Rawstyle vs. Euphoric Hardstyle: Was passt zu deinem Training?
Rawstyle ist härter, dunkler, aggressiver. Acts wie Radical Redemption oder Delete liefern kompromisslose Kicks ohne melodische Spielereien. Perfekt für schwere Grundübungen: Kniebeugen, Kreuzheben, Bankdrücken. Die rohe Energie überträgt sich direkt.
Euphoric Hardstyle setzt auf Melodien und emotionale Breaks. Coone, Da Tweekaz oder Atmozfears bauen Tracks, die dich durch längere Cardio-Sessions tragen. Die euphorischen Momente geben dir mentale Boosts, wenn du auf dem Laufband oder Rudergerät durchhängst.
Mein Tipp: Kombiniere beide. Rawstyle für Kraft-Blöcke, Euphoric für Ausdauer-Einheiten.
Playlist-Tipps für verschiedene Trainings-Phasen
Warm-up (5-10 Minuten): Starte mit Mid-Tempo-Hardstyle um die 145-150 BPM. Tracks mit langsamen Build-ups bereiten deinen Körper vor, ohne dich zu überfordern.
Hauptsatz (20-40 Minuten): Jetzt darf's knallen. 150-160 BPM, harte Kicks, klare Drops. Rawstyle-Tracks von Warface oder Rebelion halten die Intensität hoch. Für HIIT-Intervalle: Nutze die Breaks als Erholungsphasen, die Drops als Sprint-Signal.
Cool-down (5-10 Minuten): Reduziere das Tempo.

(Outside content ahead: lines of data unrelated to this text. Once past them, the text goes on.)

//! Shared application state.

use std::sync::Arc;

use watershed_content::ContentCatalog;
use watershed_core::clock::Clock;
use watershed_core::error::DomainError;
use watershed_session::application::store::{GameStore, SharedSession};

/// Application state shared across all request handlers.
#[derive(Clone)]
pub struct AppState {
    /// Timestamps for session events.
    pub clock: Arc<dyn Clock + Send + Sync>,
    /// Content served by the catalog routes.
    pub catalog: Arc<ContentCatalog>,
    /// The one game session this process hosts.
    pub session: SharedSession,
}

impl AppState {
    /// Create new application state with an empty session cell.
    #[must_use]
    pub fn new(clock: Arc<dyn Clock + Send + Sync>, catalog: Arc<ContentCatalog>) -> Self {
        Self {
            clock,
            catalog,
            session: SharedSession::new(),
        }
    }

    /// Create new application state with a fresh session installed.
    #[must_use]
    pub fn with_session(clock: Arc<dyn Clock + Send + Sync>, catalog: Arc<ContentCatalog>) -> Self {
        let session = SharedSession::initialized(GameStore::new(Arc::clone(&catalog)));
        Self {
            clock,
            catalog,
            session,
        }
    }

    /// Installs a fresh session over the catalog, replacing any existing one.
    ///
    /// # Errors
    ///
    /// Returns `DomainError::Infrastructure` if the session lock is poisoned.
    pub fn install_session(&self) -> Result<(), DomainError> {
        self.session.install(GameStore::new(Arc::clone(&self.catalog)))
    }
}
//! Watershed simulation — Game State Store.
//!
//! Owns the single mutable play session: role, the three meters, the
//! act/scenario cursor, the choice log, and the strategy selection. Every
//! transition is a pure function from the previous snapshot to the next;
//! the store swaps snapshots wholesale so observers never see a partially
//! applied change.

pub mod application;
pub mod domain;
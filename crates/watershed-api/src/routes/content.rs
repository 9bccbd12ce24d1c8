//! Routes for the content catalog.

use axum::extract::{Path, Query, State};
use axum::{Json, Router, routing::get};
use serde::Deserialize;
use tracing::instrument;
use watershed_content::RoleKey;
use watershed_content::application::query_handlers::{
    self, RoleView, ScenarioView, StrategyView,
};

use crate::error::ApiError;
use crate::state::AppState;

/// Optional `?role=` filter.
#[derive(Debug, Default, Deserialize)]
pub struct RoleFilter {
    /// Role key, case-insensitive. Absent means no role.
    pub role: Option<String>,
}

impl RoleFilter {
    fn parse(&self) -> Result<Option<RoleKey>, ApiError> {
        self.role
            .as_deref()
            .map(str::parse::<RoleKey>)
            .transpose()
            .map_err(ApiError::from)
    }
}

/// GET /roles
#[instrument(skip(state))]
async fn list_roles(State(state): State<AppState>) -> Json<Vec<RoleView>> {
    Json(query_handlers::list_roles(&state.catalog))
}

/// GET /roles/{role}
#[instrument(skip(state))]
async fn get_role(
    State(state): State<AppState>,
    Path(role): Path<String>,
) -> Result<Json<RoleView>, ApiError> {
    let key: RoleKey = role.parse()?;
    let view = query_handlers::get_role(&state.catalog, key)?;
    Ok(Json(view))
}

/// GET /scenarios/{scenario_id}
#[instrument(skip(state, filter))]
async fn get_scenario(
    State(state): State<AppState>,
    Path(scenario_id): Path<String>,
    Query(filter): Query<RoleFilter>,
) -> Result<Json<ScenarioView>, ApiError> {
    let role = filter.parse()?;
    let view = query_handlers::get_scenario(&state.catalog, &scenario_id, role)?;
    Ok(Json(view))
}

/// GET /strategies
#[instrument(skip(state, filter), fields(role = ?filter.role))]
async fn list_strategies(
    State(state): State<AppState>,
    Query(filter): Query<RoleFilter>,
) -> Result<Json<Vec<StrategyView>>, ApiError> {
    let role = filter.parse()?;
    Ok(Json(query_handlers::available_strategies(&state.catalog, role)))
}

/// Returns the router for the content catalog.
pub fn router() -> Router<AppState> {
    Router::new()
        .route("/roles", get(list_roles))
        .route("/roles/{role}", get(get_role))
        .route("/scenarios/{scenario_id}", get(get_scenario))
        .route("/strategies", get(list_strategies))
}
use burn::prelude::*;
use serde::{Deserialize, Serialize};

use super::room::{Room, RoomId};
use crate::error::{Error, Result};

/// How class frequencies become loss weights.
#[derive(Clone, Copy, Debug, PartialEq, Eq, Serialize, Deserialize)]
pub enum WeightScheme {
    /// `w_c = (1 / f_c) / mean_k(1 / f_k)`; the weights average to 1.
    InverseFrequency,
    /// `w_c = (max_k f_k / f_c)^(1/3)`; the most frequent class gets 1.
    CubeRootMaxRatio,
}

/// One strictly positive weight per class, plus the rooms and counts it was derived from.
#[derive(Clone, Debug, PartialEq, Serialize, Deserialize)]
pub struct WeightTable {
    pub scheme: WeightScheme,
    #[serde(default)]
    pub rooms: Vec<RoomId>,
    pub counts: Vec<u64>,
    pub weights: Vec<f32>,
}

impl WeightTable {
    pub fn num_classes(&self) -> usize {
        self.weights.len()
    }

    pub fn weights(&self) -> &[f32] {
        &self.weights
    }

    /// Weight vector for a weighted cross-entropy loss: `[num_classes]`.
    pub fn to_tensor<B: Backend>(&self, device: &B::Device) -> Tensor<B, 1> {
        Tensor::from_data(TensorData::new(self.weights.clone(), [self.weights.len()]), device)
    }
}

#[derive(Clone, Debug)]
pub struct LabelWeightCalculator {
    num_classes: usize,
    scheme: WeightScheme,
    class_names: Vec<String>,
}

impl LabelWeightCalculator {
    pub fn new(num_classes: usize, scheme: WeightScheme) -> Self {
        Self {
            num_classes,
            scheme,
            class_names: Vec::new(),
        }
    }

    /// Names used when reporting an empty class.
    pub fn with_class_names(mut self, names: &[String]) -> Self {
        self.class_names = names.to_vec();
        self
    }

    /// Label occurrences over every point of every room.
    pub fn histogram<'a>(&self, rooms: impl IntoIterator<Item = &'a Room>) -> Vec<u64> {
        let mut counts = vec![0u64; self.num_classes];
        for room in rooms {
            for &label in room.labels() {
                counts[usize::from(label)] += 1;
            }
        }
        counts
    }

    /// Fails with [`Error::EmptyClass`] for the first class that never occurs.
    pub fn compute<'a>(&self, rooms: impl IntoIterator<Item = &'a Room>) -> Result<WeightTable> {
        let rooms: Vec<&Room> = rooms.into_iter().collect();
        let counts = self.histogram(rooms.iter().copied());
        if let Some(class) = counts.iter().position(|&n| n == 0) {
            let name = self
                .class_names
                .get(class)
                .cloned()
                .unwrap_or_else(|| format!("class_{class}"));
            return Err(Error::EmptyClass { class, name });
        }

        let total = counts.iter().sum::<u64>() as f64;
        let freqs: Vec<f64> = counts.iter().map(|&n| n as f64 / total).collect();
        let weights: Vec<f64> = match self.scheme {
            WeightScheme::InverseFrequency => {
                let inverse: Vec<f64> = freqs.iter().map(|f| 1.0 / f).collect();
                let mean = inverse.iter().sum::<f64>() / inverse.len() as f64;
                inverse.iter().map(|w| w / mean).collect()
            }
            WeightScheme::CubeRootMaxRatio => {
                let max = freqs.iter().copied().fold(0.0, f64::max);
                freqs.iter().map(|f| (max / f).cbrt()).collect()
            }
        };

        Ok(WeightTable {
            scheme: self.scheme,
            rooms: rooms.iter().map(|r| r.id().clone()).collect(),
            counts,
            weights: weights.into_iter().map(|w| w as f32).collect(),
        })
    }
}
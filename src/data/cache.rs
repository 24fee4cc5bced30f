use std::fs::{self, File};
use std::io::BufReader;
use std::path::{Path, PathBuf};

use ndarray::Array2;
use serde::{Deserialize, Serialize};

use super::labels::LabelMapper;
use super::raw::RawSceneParser;
use super::room::{AreaId, POINT_DIM, Room, RoomId};
use super::weights::WeightTable;
use crate::error::{Error, Result};

const CACHE_VERSION: u32 = 2;

#[derive(Serialize)]
struct CachedRoomRef<'a> {
    version: u32,
    id: &'a RoomId,
    vocabulary: &'a [(String, u8)],
    points: Vec<f32>,
    labels: &'a [u8],
}

#[derive(Deserialize)]
struct CachedRoom {
    version: u32,
    id: RoomId,
    vocabulary: Vec<(String, u8)>,
    points: Vec<f32>,
    labels: Vec<u8>,
}

/// One bincode file per parsed, label-mapped room, plus JSON weight tables.
///
/// Each room entry records the vocabulary that labelled it; entries written under
/// another vocabulary are reported as corrupt.
#[derive(Clone, Debug)]
pub struct RoomCache {
    dir: PathBuf,
    num_classes: usize,
    vocabulary: Vec<(String, u8)>,
}

impl RoomCache {
    pub fn new(dir: impl Into<PathBuf>, mapper: &LabelMapper) -> Result<Self> {
        let dir = dir.into();
        fs::create_dir_all(&dir).map_err(Error::io(&dir))?;
        Ok(Self {
            dir,
            num_classes: mapper.num_classes(),
            vocabulary: mapper.vocabulary(),
        })
    }

    pub fn dir(&self) -> &Path {
        &self.dir
    }

    pub fn path_for(&self, id: &RoomId) -> PathBuf {
        self.dir.join(id.cache_file_name())
    }

    pub fn contains(&self, id: &RoomId) -> bool {
        self.path_for(id).is_file()
    }

    pub fn load(&self, id: &RoomId) -> Result<Room> {
        let path = self.path_for(id);
        if !path.is_file() {
            return Err(Error::CacheMiss { room: id.clone() });
        }
        let bytes = fs::read(&path).map_err(Error::io(&path))?;
        let cached: CachedRoom =
            bincode::deserialize(&bytes).map_err(|e| Error::corrupt(&path, e.to_string()))?;

        if cached.version != CACHE_VERSION {
            return Err(Error::corrupt(&path, format!("cache version {}", cached.version)));
        }
        if &cached.id != id {
            return Err(Error::corrupt(&path, format!("holds room {}", cached.id)));
        }
        if cached.vocabulary != self.vocabulary {
            return Err(Error::corrupt(&path, "labelled with a different class vocabulary"));
        }
        if cached.labels.is_empty() || cached.points.len() != cached.labels.len() * POINT_DIM {
            return Err(Error::corrupt(
                &path,
                format!("{} values for {} labels", cached.points.len(), cached.labels.len()),
            ));
        }
        if let Some(&label) = cached.labels.iter().find(|&&l| usize::from(l) >= self.num_classes) {
            return Err(Error::corrupt(&path, format!("label {label} out of range")));
        }
        if !cached.points.iter().all(|v| v.is_finite()) {
            return Err(Error::corrupt(&path, "non-finite coordinate"));
        }

        let points = Array2::from_shape_vec((cached.labels.len(), POINT_DIM), cached.points)
            .map_err(|e| Error::corrupt(&path, e.to_string()))?;
        Ok(Room::new(cached.id, points, cached.labels))
    }

    /// Persists `room`. Returns `false` when an identical entry was already present.
    pub fn store(&self, room: &Room) -> Result<bool> {
        let record = CachedRoomRef {
            version: CACHE_VERSION,
            id: room.id(),
            vocabulary: &self.vocabulary,
            points: room.points().iter().copied().collect(),
            labels: room.labels(),
        };
        let bytes = bincode::serialize(&record).map_err(|e| Error::corrupt(&self.dir, e.to_string()))?;

        let path = self.path_for(room.id());
        if fs::read(&path).is_ok_and(|existing| existing == bytes) {
            return Ok(false);
        }
        write_replacing(&path, &bytes)?;
        Ok(true)
    }

    /// Cached room if present and sound; otherwise parses `room_dir` and caches the result.
    /// `Ok(None)` means the room has no points.
    pub fn load_or_parse(
        &self,
        id: &RoomId,
        room_dir: &Path,
        parser: &RawSceneParser,
    ) -> Result<Option<Room>> {
        match self.load(id) {
            Ok(room) => return Ok(Some(room)),
            Err(Error::CacheMiss { .. }) => {}
            Err(err @ Error::CacheCorruption { .. }) => {
                log::warn!("{err}; re-parsing {id}");
            }
            Err(err) => return Err(err),
        }

        let Some(room) = parser.parse_room(id.clone(), room_dir)? else {
            return Ok(None);
        };
        self.store(&room)?;
        Ok(Some(room))
    }

    pub fn weights_path(&self, test_area: AreaId) -> PathBuf {
        self.dir.join(format!("weights_area{}.json", test_area.0))
    }

    pub fn store_weights(&self, test_area: AreaId, table: &WeightTable) -> Result<()> {
        let path = self.weights_path(test_area);
        let bytes = serde_json::to_vec_pretty(table).map_err(|source| Error::Json {
            path: path.clone(),
            source,
        })?;
        write_replacing(&path, &bytes)
    }

    pub fn load_weights(&self, test_area: AreaId) -> Result<WeightTable> {
        let path = self.weights_path(test_area);
        let reader = BufReader::new(File::open(&path).map_err(Error::io(&path))?);
        let table: WeightTable =
            serde_json::from_reader(reader).map_err(|e| Error::corrupt(&path, e.to_string()))?;
        if table.weights.len() != self.num_classes || table.counts.len() != self.num_classes {
            return Err(Error::corrupt(
                &path,
                format!("{} weights for {} classes", table.weights.len(), self.num_classes),
            ));
        }
        if !table.weights.iter().all(|w| w.is_finite() && *w > 0.0) {
            return Err(Error::corrupt(&path, "non-positive weight"));
        }
        Ok(table)
    }
}

/// Writes next to `path` and renames over it, so readers never see a partial file.
fn write_replacing(path: &Path, bytes: &[u8]) -> Result<()> {
    let mut tmp = path.as_os_str().to_owned();
    tmp.push(".tmp");
    let tmp = PathBuf::from(tmp);
    fs::write(&tmp, bytes).map_err(Error::io(&tmp))?;
    fs::rename(&tmp, path).map_err(Error::io(path))
}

Euphoric-Tracks mit längeren melodischen Passagen helfen beim Runterfahren. Oder wechsle zu Early Hardstyle (2005-2010) – weicher, weniger aggressiv.

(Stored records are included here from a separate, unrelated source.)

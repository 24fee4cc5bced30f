use rand::prelude::*;
use rand::seq::index;

/// Turns an index set of any size into exactly `num_points` indices.
#[derive(Clone, Copy, Debug)]
pub struct PointResampler {
    num_points: usize,
}

impl PointResampler {
    pub fn new(num_points: usize) -> Self {
        Self { num_points }
    }

    pub fn num_points(&self) -> usize {
        self.num_points
    }

    /// Without replacement when `indices` holds enough points; otherwise every index
    /// once plus uniform draws with replacement, shuffled.
    ///
    /// `indices` must not be empty: there is nothing to draw from, and the result is
    /// then empty instead of `num_points` long. Registries never hold empty rooms, so
    /// blocks carved from them always have a point.
    pub fn resample<R: Rng + ?Sized>(&self, indices: &[usize], rng: &mut R) -> Vec<usize> {
        debug_assert!(!indices.is_empty(), "resampling an empty block");
        if indices.is_empty() {
            return Vec::new();
        }
        if indices.len() >= self.num_points {
            return index::sample(rng, indices.len(), self.num_points)
                .into_iter()
                .map(|i| indices[i])
                .collect();
        }

        let mut out = Vec::with_capacity(self.num_points);
        out.extend_from_slice(indices);
        out.extend((indices.len()..self.num_points).map(|_| indices[rng.random_range(0..indices.len())]));
        out.shuffle(rng);
        out
    }
}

Abgrenzung zu Hardcore: Wo liegt die Grenze?
Hardcore beginnt meist bei 160+ BPM. Geht bis über 200. Die Kicks sind noch härter, die Melodien oft komplett gestrichen. Acts wie Angerfist oder Miss K8 liefern brutale Energie – aber für viele ist das zu viel fürs Training.
Hardstyle bleibt bei 150-160 BPM und behält melodische Elemente. Das macht es zugänglicher und nachhaltiger über eine komplette Session. Hardcore ist Spezialgeschmack, Hardstyle funktioniert auch für Einsteiger in härtere elektronische Musik.
Technische Tipps für deine Trainings-Playlist
Achte auf konstantes Tempo innerhalb der Playlist. Sprünge von 150 auf 140 BPM reißen dich aus dem Flow. Sortiere nach BPM, nicht nach Künstler.
Nutze Tracks mit klaren Intros und Outros – abrupte Enden stören die Konzentration. Viele Hardstyle-Produktionen sind dafür gemacht, nahtlos ineinander überzugehen.
Vermeide Tracks mit langen Spoken-Word-Intros über 30 Sekunden. Die kosten Momentum. Geh direkt in die Musik.
Warum Webradio-Streams oft besser sind als eigene Playlists
Eigene Playlists bedeuten Arbeit: Tracks suchen, sortieren, aktualisieren. Hardstyle-Webradios machen das für dich. Du bekommst durchgehend neue Releases und Klassiker, ohne selbst zu kuratieren.
Der Vorteil: Überraschungsmoment. Du kennst nicht jeden Track – das hält die Motivation frisch. Bei der eigenen Playlist weißt du nach drei Wochen, welcher Drop wann kommt.
Meine Erfahrung nach zwei Jahren Hardstyle-Training
Ich trainiere seit 2022 fast ausschließlich mit Hardstyle. Die Konstanz im Tempo hat meine Trainings-Effizienz spürbar verbessert. Früher habe ich zwischen Genres gewechselt – das hat mich rausgebracht.
Hardstyle gibt dir einen verlässlichen Rahmen. Dein Körper gewöhnt sich an die Struktur, du kannst dich voll auf die Übungen konzentrieren. Kein Nachdenken über Musik-Auswahl während der Session.
Für mich gehört der Sound mittlerweile zum Training wie Kreatin zum Shake. Ohne fühlt sich was falsch an.